But before looking at who will pay when the bubble eventually bursts, it’s worth figuring out first who benefits from China’s ‘irrationally exuberant’ property sector.
It’s tempting to point fingers at individual speculators. But while individual speculators certainly share some of the blame for the froth in the housing sector, they are not the primary drivers of sky-high housing prices.
There are two principal culprits here. First, local governments are perhaps the most important contributors to the housing bubble. As the real estate sector (land prices and taxes) generates more than 40 percent of the fiscal revenues of local governments, they’ve been intentionally driving up land prices to reap additional proceeds and use inflated land under their control as collateral against bank loans.

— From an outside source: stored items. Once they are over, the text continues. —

//! Data structures for currency definitions.

use std::collections::BTreeSet;

use serde::{Deserialize, Serialize};

// ---------------------------------------------------------------------------
// Currency id
// ---------------------------------------------------------------------------

/// Stable identifier for a currency, shared by primitives and composites.
#[derive(Debug, Clone, PartialEq, Eq, PartialOrd, Ord, Hash, Serialize, Deserialize)]
#[serde(transparent)]
pub struct CurrencyId(pub String);

impl CurrencyId {
    /// Create a new currency id.
    pub fn new(id: impl Into<String>) -> Self {
        Self(id.into())
    }

    pub fn as_str(&self) -> &str {
        &self.0
    }
}

impl std::fmt::Display for CurrencyId {
    fn fmt(&self, f: &mut std::fmt::Formatter<'_>) -> std::fmt::Result {
        write!(f, "{}", self.0)
    }
}

impl From<&str> for CurrencyId {
    fn from(s: &str) -> Self {
        Self(s.to_string())
    }
}

// ---------------------------------------------------------------------------
// Rules and policies
// ---------------------------------------------------------------------------

/// How a primitive turns event history into an expiry date.
#[derive(Debug, Clone, Copy, PartialEq, Eq, Hash, Serialize, Deserialize)]
#[serde(rename_all = "snake_case")]
pub enum ExpiryRule {
    /// Most recent qualifying event plus the validity period.
    LastEventPlusPeriod,
    /// Enough qualifying events inside the trailing validity window.
    RollingWindow,
}

/// How a composite combines the expiry dates of its satisfied leaves.
#[derive(Debug, Clone, Copy, PartialEq, Eq, Hash, Serialize, Deserialize)]
#[serde(rename_all = "snake_case")]
pub enum ExpiryCalculation {
    EarliestChild,
    LatestChild,
}

/// Boolean operator of a logic group.
#[derive(Debug, Clone, Copy, PartialEq, Eq, Hash, Serialize, Deserialize)]
#[serde(rename_all = "snake_case")]
pub enum LogicOperator {
    And,
    Or,
}

impl std::fmt::Display for LogicOperator {
    fn fmt(&self, f: &mut std::fmt::Formatter<'_>) -> std::fmt::Result {
        match self {
            LogicOperator::And => write!(f, "AND"),
            LogicOperator::Or => write!(f, "OR"),
        }
    }
}

// ---------------------------------------------------------------------------
// Logic tree
// ---------------------------------------------------------------------------

/// One element of a logic group: a reference to another currency or a nested group.
#[derive(Debug, Clone, PartialEq, Eq, Serialize, Deserialize)]
#[serde(rename_all = "snake_case")]
pub enum LogicChild {
    Reference(CurrencyId),
    Group(LogicNode),
}

impl LogicChild {
    pub fn reference(id: impl Into<String>) -> Self {
        LogicChild::Reference(CurrencyId::new(id))
    }
}

/// An AND/OR group. An empty group is never satisfied.
#[derive(Debug, Clone, PartialEq, Eq, Serialize, Deserialize)]
pub struct LogicNode {
    pub operator: LogicOperator,
    #[serde(default)]
    pub children: Vec<LogicChild>,
}

impl LogicNode {
    /// Create an empty group.
    pub fn new(operator: LogicOperator) -> Self {
        Self {
            operator,
            children: Vec::new(),
        }
    }

    /// AND group over plain references.
    pub fn all_of<I, S>(ids: I) -> Self
    where
        I: IntoIterator<Item = S>,
        S: Into<String>,
    {
        Self::with_references(LogicOperator::And, ids)
    }

    /// OR group over plain references.
    pub fn any_of<I, S>(ids: I) -> Self
    where
        I: IntoIterator<Item = S>,
        S: Into<String>,
    {
        Self::with_references(LogicOperator::Or, ids)
    }

    fn with_references<I, S>(operator: LogicOperator, ids: I) -> Self
    where
        I: IntoIterator<Item = S>,
        S: Into<String>,
    {
        Self {
            operator,
            children: ids.into_iter().map(LogicChild::reference).collect(),
        }
    }

    /// Append a reference leaf.
    pub fn reference(mut self, id: impl Into<String>) -> Self {
        self.children.push(LogicChild::reference(id));
        self
    }

    /// Append a nested group.
    pub fn group(mut self, node: LogicNode) -> Self {
        self.children.push(LogicChild::Group(node));
        self
    }

    /// Every reference leaf in the tree, in document order, duplicates kept.
    ///
    /// Walks with an explicit stack so arbitrarily deep trees are safe.
    pub fn references(&self) -> Vec<&CurrencyId> {
        let mut refs = Vec::new();
        let mut stack: Vec<&LogicChild> = self.children.iter().rev().collect();

        while let Some(child) = stack.pop() {
            match child {
                LogicChild::Reference(id) => refs.push(id),
                LogicChild::Group(node) => stack.extend(node.children.iter().rev()),
            }
        }
        refs
    }

    /// Distinct referenced ids.
    pub fn referenced_ids(&self) -> BTreeSet<CurrencyId> {
        self.references().into_iter().cloned().collect()
    }

    /// Total node count (this group, nested groups, and reference leaves).
    pub fn node_count(&self) -> usize {
        let mut count = 1;
        let mut stack: Vec<&LogicNode> = vec![self];
        while let Some(node) = stack.pop() {
            for child in &node.children {
                count += 1;
                if let LogicChild::Group(inner) = child {
                    stack.push(inner);
                }
            }
        }
        count
    }

    /// Count of groups (including this one) with no children.
    pub fn empty_group_count(&self) -> usize {
        let mut count = 0;
        let mut stack: Vec<&LogicNode> = vec![self];
        while let Some(node) = stack.pop() {
            if node.children.is_empty() {
                count += 1;
            }
            for child in &node.children {
                if let LogicChild::Group(inner) = child {
                    stack.push(inner);
                }
            }
        }
        count
    }
}

// ---------------------------------------------------------------------------
// Definitions
// ---------------------------------------------------------------------------

/// A currency derived directly from a person's dated events.
#[derive(Debug, Clone, PartialEq, Eq, Serialize, Deserialize)]
pub struct PrimitiveCurrency {
    pub id: CurrencyId,
    pub name: String,
    #[serde(default)]
    pub description: String,
    #[serde(default = "default_visible")]
    pub is_visible: bool,
    #[serde(default)]
    pub event_codes: BTreeSet<String>,
    pub required_count: u32,
    pub validity_days: u32,
    pub expiry_rule: ExpiryRule,
}

impl PrimitiveCurrency {
    /// New visible primitive: one event, last event plus `validity_days`.
    pub fn new(id: impl Into<String>, name: impl Into<String>, validity_days: u32) -> Self {
        Self {
            id: CurrencyId::new(id),
            name: name.into(),
            description: String::new(),
            is_visible: true,
            event_codes: BTreeSet::new(),
            required_count: 1,
            validity_days,
            expiry_rule: ExpiryRule::LastEventPlusPeriod,
        }
    }

    pub fn event_code(mut self, code: impl Into<String>) -> Self {
        self.event_codes.insert(code.into());
        self
    }

    pub fn required_count(mut self, count: u32) -> Self {
        self.required_count = count;
        self
    }

    pub fn rule(mut self, rule: ExpiryRule) -> Self {
        self.expiry_rule = rule;
        self
    }

    pub fn description(mut self, description: impl Into<String>) -> Self {
        self.description = description.into();
        self
    }

    pub fn hidden(mut self) -> Self {
        self.is_visible = false;
        self
    }

    /// Whether `code` qualifies for this currency.
    pub fn matches(&self, code: &str) -> bool {
        self.event_codes.contains(code)
    }
}

/// A currency defined as an AND/OR combination of other currencies.
#[derive(Debug, Clone, PartialEq, Eq, Serialize, Deserialize)]
pub struct CompositeCurrency {
    pub id: CurrencyId,
    pub name: String,
    #[serde(default)]
    pub description: String,
    #[serde(default = "default_visible")]
    pub is_visible: bool,
    pub logic_tree: LogicNode,
    pub expiry_calculation: ExpiryCalculation,
}

impl CompositeCurrency {
    /// New visible composite aggregating with `EarliestChild`.
    pub fn new(id: impl Into<String>, name: impl Into<String>, logic_tree: LogicNode) -> Self {
        Self {
            id: CurrencyId::new(id),
            name: name.into(),
            description: String::new(),
            is_visible: true,
            logic_tree,
            expiry_calculation: ExpiryCalculation::EarliestChild,
        }
    }

    pub fn calculation(mut self, calculation: ExpiryCalculation) -> Self {
        self.expiry_calculation = calculation;
        self
    }

    pub fn description(mut self, description: impl Into<String>) -> Self {
        self.description = description.into();
        self
    }

    pub fn hidden(mut self) -> Self {
        self.is_visible = false;
        self
    }
}

fn default_visible() -> bool {
    true
}

/// Discriminant of a [`CurrencyDefinition`].
#[derive(Debug, Clone, Copy, PartialEq, Eq, Hash, Serialize, Deserialize)]
#[serde(rename_all = "snake_case")]
pub enum CurrencyKind {
    Primitive,
    Composite,
}

impl std::fmt::Display for CurrencyKind {
    fn fmt(&self, f: &mut std::fmt::Formatter<'_>) -> std::fmt::Result {
        match self {
            CurrencyKind::Primitive => write!(f, "primitive"),
            CurrencyKind::Composite => write!(f, "composite"),
        }
    }
}

/// A currency definition: primitive or composite.
#[derive(Debug, Clone, PartialEq, Eq, Serialize, Deserialize)]
#[serde(tag = "type", rename_all = "snake_case")]
pub enum CurrencyDefinition {
    Primitive(PrimitiveCurrency),
    Composite(CompositeCurrency),
}

impl CurrencyDefinition {
    pub fn id(&self) -> &CurrencyId {
        match self {
            CurrencyDefinition::Primitive(p) => &p.id,
            CurrencyDefinition::Composite(c) => &c.id,
        }
    }

    pub fn name(&self) -> &str {
        match self {
            CurrencyDefinition::Primitive(p) => &p.name,
            CurrencyDefinition::Composite(c) => &c.name,
        }
    }

    pub fn description(&self) -> &str {
        match self {
            CurrencyDefinition::Primitive(p) => &p.description,
            CurrencyDefinition::Composite(c) => &c.description,
        }
    }

    pub fn is_visible(&self) -> bool {
        match self {
            CurrencyDefinition::Primitive(p) => p.is_visible,
            CurrencyDefinition::Composite(c) => c.is_visible,
        }
    }

    pub fn kind(&self) -> CurrencyKind {
        match self {
            CurrencyDefinition::Primitive(_) => CurrencyKind::Primitive,
            CurrencyDefinition::Composite(_) => CurrencyKind::Composite,
        }
    }

    pub fn as_primitive(&self) -> Option<&PrimitiveCurrency> {
        match self {
            CurrencyDefinition::Primitive(p) => Some(p),
            CurrencyDefinition::Composite(_) => None,
        }
    }

    pub fn as_composite(&self) -> Option<&CompositeCurrency> {
        match self {
            CurrencyDefinition::Composite(c) => Some(c),
            CurrencyDefinition::Primitive(_) => None,
        }
    }
}

impl From<PrimitiveCurrency> for CurrencyDefinition {
    fn from(p: PrimitiveCurrency) -> Self {
        CurrencyDefinition::Primitive(p)
    }
}

impl From<CompositeCurrency> for CurrencyDefinition {
    fn from(c: CompositeCurrency) -> Self {
        CurrencyDefinition::Composite(c)
    }
}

Despite Beijing’s pledge to increase the amount of low-cost housing, local governments are dead set against such a policy because building low-cost housing means lower land sale prices and lower real estate transaction taxes for them.
The other culprit is state-owned enterprises. Many of them want to make a killing in the lucrative property market. With access to almost unlimited no-cost credit from the state-controlled banking system, these behemoths have abused their financial clout and plunged headlong into the real estate market, snapping up high-priced land and investing in high-end residential housing units that now sit empty across the country.
If the bubble bursts, will the culprits pay for their sins?
Not necessarily. Local governments will lose revenue and the ability to use inflated land as a means to raise bank loans. But when their access to funds generated by the real estate bubble is cut, local governments will most likely do two things—they’ll cut back on their wasteful investments in infrastructure and prestige projects and also reduce local services, thus hurting ordinary people. Local government officials themselves shouldn’t be expected to go on a strict diet of fiscal austerity. In all likelihood, they will continue to enjoy their generous perks.
State-owned enterprises whose real estate projects have gone bust will not pay a price, either. None of them will be forced to pay back the bank loans since, in the eyes of their executives, paying back loans from state-owned banks is like moving money from one pocket to another—not exactly a very meaningful exercise. As before, bad real estate loans will be written off. It’s a Chinese version of ‘heads I win, tails you lose.’
So who will foot the bill for the anticipated collapse of China’s ‘bubbly’ property sector?
Unfortunately, China’s taxpayers will twice be made the victims by the housing bubble. In the bubble years, they are priced out of the market for affordable housing. When the bubble bursts, they’ll pay for the clean-up. When Chinese state-owned banks write off their bad loans, they don’t do so with money growing on trees. Instead, the Ministry of Finance will issue special-purpose bonds to recapitalize the banks—and fund the bail-out with future tax receipts.
Many Chinese officials often claim that China is exceptional. In this case, they may have a point. In the West, greedy capitalists cause bubbles; in China, greedy communists do.